To do – Which lines below fall between the one containing "pub enum ProtocolError" and the one containing "the expected sub-header"? Repeat them exactly, counting both of those lines, and add nothing else.

· · ·

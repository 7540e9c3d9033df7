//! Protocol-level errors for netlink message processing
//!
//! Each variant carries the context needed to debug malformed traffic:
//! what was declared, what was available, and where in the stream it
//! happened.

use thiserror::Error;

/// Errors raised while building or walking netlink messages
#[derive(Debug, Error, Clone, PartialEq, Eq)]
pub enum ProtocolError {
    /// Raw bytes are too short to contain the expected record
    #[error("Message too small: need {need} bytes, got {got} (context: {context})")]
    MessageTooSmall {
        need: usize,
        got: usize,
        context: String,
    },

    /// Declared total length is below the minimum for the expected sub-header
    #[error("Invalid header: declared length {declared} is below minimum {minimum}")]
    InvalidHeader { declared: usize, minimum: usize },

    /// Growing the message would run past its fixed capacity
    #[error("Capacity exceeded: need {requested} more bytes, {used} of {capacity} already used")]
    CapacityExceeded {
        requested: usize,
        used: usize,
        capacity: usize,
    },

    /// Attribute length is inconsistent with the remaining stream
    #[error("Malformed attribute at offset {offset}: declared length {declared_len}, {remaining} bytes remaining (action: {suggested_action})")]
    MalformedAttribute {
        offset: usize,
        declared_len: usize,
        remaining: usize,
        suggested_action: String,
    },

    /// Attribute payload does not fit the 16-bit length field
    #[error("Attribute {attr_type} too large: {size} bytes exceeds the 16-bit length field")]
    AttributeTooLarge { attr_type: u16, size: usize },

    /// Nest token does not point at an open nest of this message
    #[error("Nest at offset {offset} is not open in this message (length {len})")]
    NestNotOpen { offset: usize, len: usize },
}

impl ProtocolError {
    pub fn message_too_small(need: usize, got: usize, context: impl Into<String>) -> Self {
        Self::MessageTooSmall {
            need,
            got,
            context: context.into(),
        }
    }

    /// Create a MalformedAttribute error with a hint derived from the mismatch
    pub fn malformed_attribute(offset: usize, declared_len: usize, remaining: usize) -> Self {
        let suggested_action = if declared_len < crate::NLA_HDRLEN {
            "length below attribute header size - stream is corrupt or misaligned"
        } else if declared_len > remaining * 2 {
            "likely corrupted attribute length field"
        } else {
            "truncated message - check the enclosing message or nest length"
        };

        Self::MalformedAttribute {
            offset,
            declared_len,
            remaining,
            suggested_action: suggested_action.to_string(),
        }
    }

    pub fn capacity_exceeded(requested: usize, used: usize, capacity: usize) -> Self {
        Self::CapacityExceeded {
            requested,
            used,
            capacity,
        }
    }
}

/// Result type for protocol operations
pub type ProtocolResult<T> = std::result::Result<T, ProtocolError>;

· · ·

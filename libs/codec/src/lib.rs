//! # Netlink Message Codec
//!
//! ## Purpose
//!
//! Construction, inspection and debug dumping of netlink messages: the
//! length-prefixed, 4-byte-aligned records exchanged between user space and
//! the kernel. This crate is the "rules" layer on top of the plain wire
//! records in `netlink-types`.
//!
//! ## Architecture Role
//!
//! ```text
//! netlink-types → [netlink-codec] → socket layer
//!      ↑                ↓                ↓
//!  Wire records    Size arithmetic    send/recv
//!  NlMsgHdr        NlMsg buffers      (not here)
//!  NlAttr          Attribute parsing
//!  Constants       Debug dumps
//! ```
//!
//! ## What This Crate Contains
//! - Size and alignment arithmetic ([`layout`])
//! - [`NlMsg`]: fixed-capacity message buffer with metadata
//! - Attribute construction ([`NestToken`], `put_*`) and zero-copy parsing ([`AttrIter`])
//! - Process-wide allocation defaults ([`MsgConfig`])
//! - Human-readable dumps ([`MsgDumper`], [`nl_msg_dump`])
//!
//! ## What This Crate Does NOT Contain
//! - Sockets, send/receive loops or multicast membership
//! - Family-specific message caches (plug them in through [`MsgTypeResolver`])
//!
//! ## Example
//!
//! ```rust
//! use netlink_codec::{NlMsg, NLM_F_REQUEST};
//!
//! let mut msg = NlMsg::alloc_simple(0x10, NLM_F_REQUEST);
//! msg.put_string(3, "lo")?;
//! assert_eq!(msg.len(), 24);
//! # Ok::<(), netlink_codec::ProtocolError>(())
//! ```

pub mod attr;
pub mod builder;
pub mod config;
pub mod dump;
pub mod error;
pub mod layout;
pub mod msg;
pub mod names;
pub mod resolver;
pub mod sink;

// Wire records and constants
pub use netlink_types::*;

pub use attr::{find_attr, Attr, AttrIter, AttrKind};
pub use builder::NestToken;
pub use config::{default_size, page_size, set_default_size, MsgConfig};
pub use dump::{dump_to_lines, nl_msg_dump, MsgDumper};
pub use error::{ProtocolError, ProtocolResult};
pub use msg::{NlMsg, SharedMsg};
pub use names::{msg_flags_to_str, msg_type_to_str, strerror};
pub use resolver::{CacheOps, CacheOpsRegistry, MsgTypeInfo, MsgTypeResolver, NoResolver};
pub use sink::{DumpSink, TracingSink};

· · ·

Completed task –
pub enum ProtocolError {
    /// Raw bytes are too short to contain the expected record
    #[error("Message too small: need {need} bytes, got {got} (context: {context})")]
    MessageTooSmall {
        need: usize,
        got: usize,
        context: String,
    },

    /// Declared total length is below the minimum for the expected sub-header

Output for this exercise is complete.